WHAT YOU SHOULD DO: Each entry below must appear in the output exactly as written.

Collected data entries
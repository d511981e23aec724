//! Profile service implementation

use tracing::{debug, info};
use uuid::Uuid;
use crate::database::ProfileRepository;
use crate::models::{AppRole, Profile, UpdateProfileRequest};
use crate::utils::errors::{KarmaHubError, Result};
use crate::utils::logging::log_admin_action;

/// Check the fields of a profile update
pub fn validate_profile_update(request: &UpdateProfileRequest) -> Result<()> {
    if let Some(name) = &request.name {
        if name.trim().is_empty() {
            return Err(KarmaHubError::InvalidInput("Name cannot be empty".to_string()));
        }
    }
    if let Some(year) = request.year {
        if !(1..=6).contains(&year) {
            return Err(KarmaHubError::InvalidInput("Year must be between 1 and 6".to_string()));
        }
    }
    if let Some(linkedin_url) = request.linkedin_url.as_deref().filter(|u| !u.is_empty()) {
        let parsed = url::Url::parse(linkedin_url)
            .map_err(|_| KarmaHubError::InvalidInput("LinkedIn URL is not a valid URL".to_string()))?;
        if parsed.scheme() != "http" && parsed.scheme() != "https" {
            return Err(KarmaHubError::InvalidInput("LinkedIn URL must use http or https".to_string()));
        }
    }
    Ok(())
}

#[derive(Clone)]
pub struct ProfileService {
    profiles: ProfileRepository,
}

impl ProfileService {
    pub fn new(profiles: ProfileRepository) -> Self {
        Self { profiles }
    }

    /// Get a profile by ID
    pub async fn get_profile(&self, id: Uuid) -> Result<Profile> {
        self.profiles
            .find_by_id(id)
            .await?
            .ok_or(KarmaHubError::ProfileNotFound { profile_id: id })
    }

    /// Update the caller's own profile
    pub async fn update_me(&self, profile: &Profile, mut request: UpdateProfileRequest) -> Result<Profile> {
        validate_profile_update(&request)?;
        request.name = request.name.map(|n| n.trim().to_string());

        let updated = self.profiles.update(profile.id, request).await?;
        debug!(user_id = %profile.id, "Profile updated");
        Ok(updated)
    }

    /// List profiles for the admin view
    pub async fn list_profiles(&self, role: Option<AppRole>) -> Result<Vec<Profile>> {
        self.profiles.list(role).await
    }

    /// Change a user's role. Admins cannot demote themselves.
    pub async fn set_role(&self, admin: &Profile, id: Uuid, role: AppRole) -> Result<Profile> {
        if admin.id == id && role != AppRole::Admin {
            return Err(KarmaHubError::InvalidInput("You cannot remove your own admin role".to_string()));
        }

        let updated = self.profiles.set_role(id, role).await?;
        log_admin_action(admin.id, "set_role", Some(&id.to_string()), Some(role.as_str()));
        info!(admin_id = %admin.id, user_id = %id, role = %role, "Role changed");
        Ok(updated)
    }
}

#[cfg(test)]
mod tests {
    use super::*;

    #[test]
    fn test_profile_update_validation() {
        assert!(validate_profile_update(&UpdateProfileRequest::default()).is_ok());

        let ok = UpdateProfileRequest {
            year: Some(3),
            linkedin_url: Some("https://www.linkedin.com/in/asha".to_string()),
            ..Default::default()
        };
        assert!(validate_profile_update(&ok).is_ok());

        let bad_year = UpdateProfileRequest { year: Some(7), ..Default::default() };
        assert!(validate_profile_update(&bad_year).is_err());

        let bad_url = UpdateProfileRequest {
            linkedin_url: Some("ftp://linkedin.com/in/asha".to_string()),
            ..Default::default()
        };
        assert!(validate_profile_update(&bad_url).is_err());

        let blank_name = UpdateProfileRequest { name: Some(" ".to_string()), ..Default::default() };
        assert!(validate_profile_update(&blank_name).is_err());
    }
}
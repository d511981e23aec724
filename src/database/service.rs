//! Database service layer
//!
//! This module bundles every repository behind one cloneable handle

use crate::database::{
    DatabasePool, AccountRepository, ProfileRepository, ListingRepository, TransactionRepository,
    EventRepository, AttendanceRepository, RegistrationRepository, PostRepository,
};

#[derive(Debug, Clone)]
pub struct DatabaseService {
    pub pool: DatabasePool,
    pub accounts: AccountRepository,
    pub profiles: ProfileRepository,
    pub listings: ListingRepository,
    pub transactions: TransactionRepository,
    pub events: EventRepository,
    pub attendances: AttendanceRepository,
    pub registrations: RegistrationRepository,
    pub posts: PostRepository,
}

impl DatabaseService {
    pub fn new(pool: DatabasePool) -> Self {
        Self {
            accounts: AccountRepository::new(pool.clone()),
            profiles: ProfileRepository::new(pool.clone()),
            listings: ListingRepository::new(pool.clone()),
            transactions: TransactionRepository::new(pool.clone()),
            events: EventRepository::new(pool.clone()),
            attendances: AttendanceRepository::new(pool.clone()),
            registrations: RegistrationRepository::new(pool.clone()),
            posts: PostRepository::new(pool.clone()),
            pool,
        }
    }

    /// Ping the database
    pub async fn health_check(&self) -> Result<(), crate::utils::errors::KarmaHubError> {
        super::connection::health_check(&self.pool).await
    }
}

FINISHED EXERCISE:
repository d511981e23aec724
//! Profile service implementation

use tracing::{debug, info};
use uuid::Uuid;
use crate::database::ProfileRepository;
use crate::models::{AppRole, Profile, UpdateProfileRequest};
use crate::utils::errors::{KarmaHubError, Result};
use crate::utils::logging::log_admin_action;

/// Check the fields of a profile update
pub fn validate_profile_update(request: &UpdateProfileRequest) -> Result<()> {
    if let Some(name) = &request.name {
        if name.trim().is_empty() {
            return Err(KarmaHubError::InvalidInput("Name cannot be empty".to_string()));
        }
    }
    if let Some(year) = request.year {
        if !(1..=6).contains(&year) {
            return Err(KarmaHubError::InvalidInput("Year must be between 1 and 6".to_string()));
        }
    }
    if let Some(linkedin_url) = request.linkedin_url.as_deref().filter(|u| !u.is_empty()) {
        let parsed = url::Url::parse(linkedin_url)
            .map_err(|_| KarmaHubError::InvalidInput("LinkedIn URL is not a valid URL".to_string()))?;
        if parsed.scheme() != "http" && parsed.scheme() != "https" {
            return Err(KarmaHubError::InvalidInput("LinkedIn URL must use http or https".to_string()));
        }
    }
    Ok(())
}

#[derive(Clone)]
pub struct ProfileService {
    profiles: ProfileRepository,
}

impl ProfileService {
    pub fn new(profiles: ProfileRepository) -> Self {
        Self { profiles }
    }

    /// Get a profile by ID
    pub async fn get_profile(&self, id: Uuid) -> Result<Profile> {
        self.profiles
            .find_by_id(id)
            .await?
            .ok_or(KarmaHubError::ProfileNotFound { profile_id: id })
    }

    /// Update the caller's own profile
    pub async fn update_me(&self, profile: &Profile, mut request: UpdateProfileRequest) -> Result<Profile> {
        validate_profile_update(&request)?;
        request.name = request.name.map(|n| n.trim().to_string());

        let updated = self.profiles.update(profile.id, request).await?;
        debug!(user_id = %profile.id, "Profile updated");
        Ok(updated)
    }

    /// List profiles for the admin view
    pub async fn list_profiles(&self, role: Option<AppRole>) -> Result<Vec<Profile>> {
        self.profiles.list(role).await
    }

    /// Change a user's role. Admins cannot demote themselves.
    pub async fn set_role(&self, admin: &Profile, id: Uuid, role: AppRole) -> Result<Profile> {
        if admin.id == id && role != AppRole::Admin {
            return Err(KarmaHubError::InvalidInput("You cannot remove your own admin role".to_string()));
        }

        let updated = self.profiles.set_role(id, role).await?;
        log_admin_action(admin.id, "set_role", Some(&id.to_string()), Some(role.as_str()));
        info!(admin_id = %admin.id, user_id = %id, role = %role, "Role changed");
        Ok(updated)
    }
}

#[cfg(test)]
mod tests {
    use super::*;

    #[test]
    fn test_profile_update_validation() {
        assert!(validate_profile_update(&UpdateProfileRequest::default()).is_ok());

        let ok = UpdateProfileRequest {
            year: Some(3),
            linkedin_url: Some("https://www.linkedin.com/in/asha".to_string()),
            ..Default::default()
        };
        assert!(validate_profile_update(&ok).is_ok());

        let bad_year = UpdateProfileRequest { year: Some(7), ..Default::default() };
        assert!(validate_profile_update(&bad_year).is_err());

        let bad_url = UpdateProfileRequest {
            linkedin_url: Some("ftp://linkedin.com/in/asha".to_string()),
            ..Default::default()
        };
        assert!(validate_profile_update(&bad_url).is_err());

        let blank_name = UpdateProfileRequest { name: Some(" ".to_string()), ..Default::default() };
        assert!(validate_profile_update(&blank_name).is_err());
    }
}
repository d511981e23aec724
filename src/database/service.rs
//! Database service layer
//!
//! This module bundles every repository behind one cloneable handle

use crate::database::{
    DatabasePool, AccountRepository, ProfileRepository, ListingRepository, TransactionRepository,
    EventRepository, AttendanceRepository, RegistrationRepository, PostRepository,
};

#[derive(Debug, Clone)]
pub struct DatabaseService {
    pub pool: DatabasePool,
    pub accounts: AccountRepository,
    pub profiles: ProfileRepository,
    pub listings: ListingRepository,
    pub transactions: TransactionRepository,
    pub events: EventRepository,
    pub attendances: AttendanceRepository,
    pub registrations: RegistrationRepository,
    pub posts: PostRepository,
}

impl DatabaseService {
    pub fn new(pool: DatabasePool) -> Self {
        Self {
            accounts: AccountRepository::new(pool.clone()),
            profiles: ProfileRepository::new(pool.clone()),
            listings: ListingRepository::new(pool.clone()),
            transactions: TransactionRepository::new(pool.clone()),
            events: EventRepository::new(pool.clone()),
            attendances: AttendanceRepository::new(pool.clone()),
            registrations: RegistrationRepository::new(pool.clone()),
            posts: PostRepository::new(pool.clone()),
            pool,
        }
    }

    /// Ping the database
    pub async fn health_check(&self) -> Result<(), crate::utils::errors::KarmaHubError> {
        super::connection::health_check(&self.pool).await
    }
}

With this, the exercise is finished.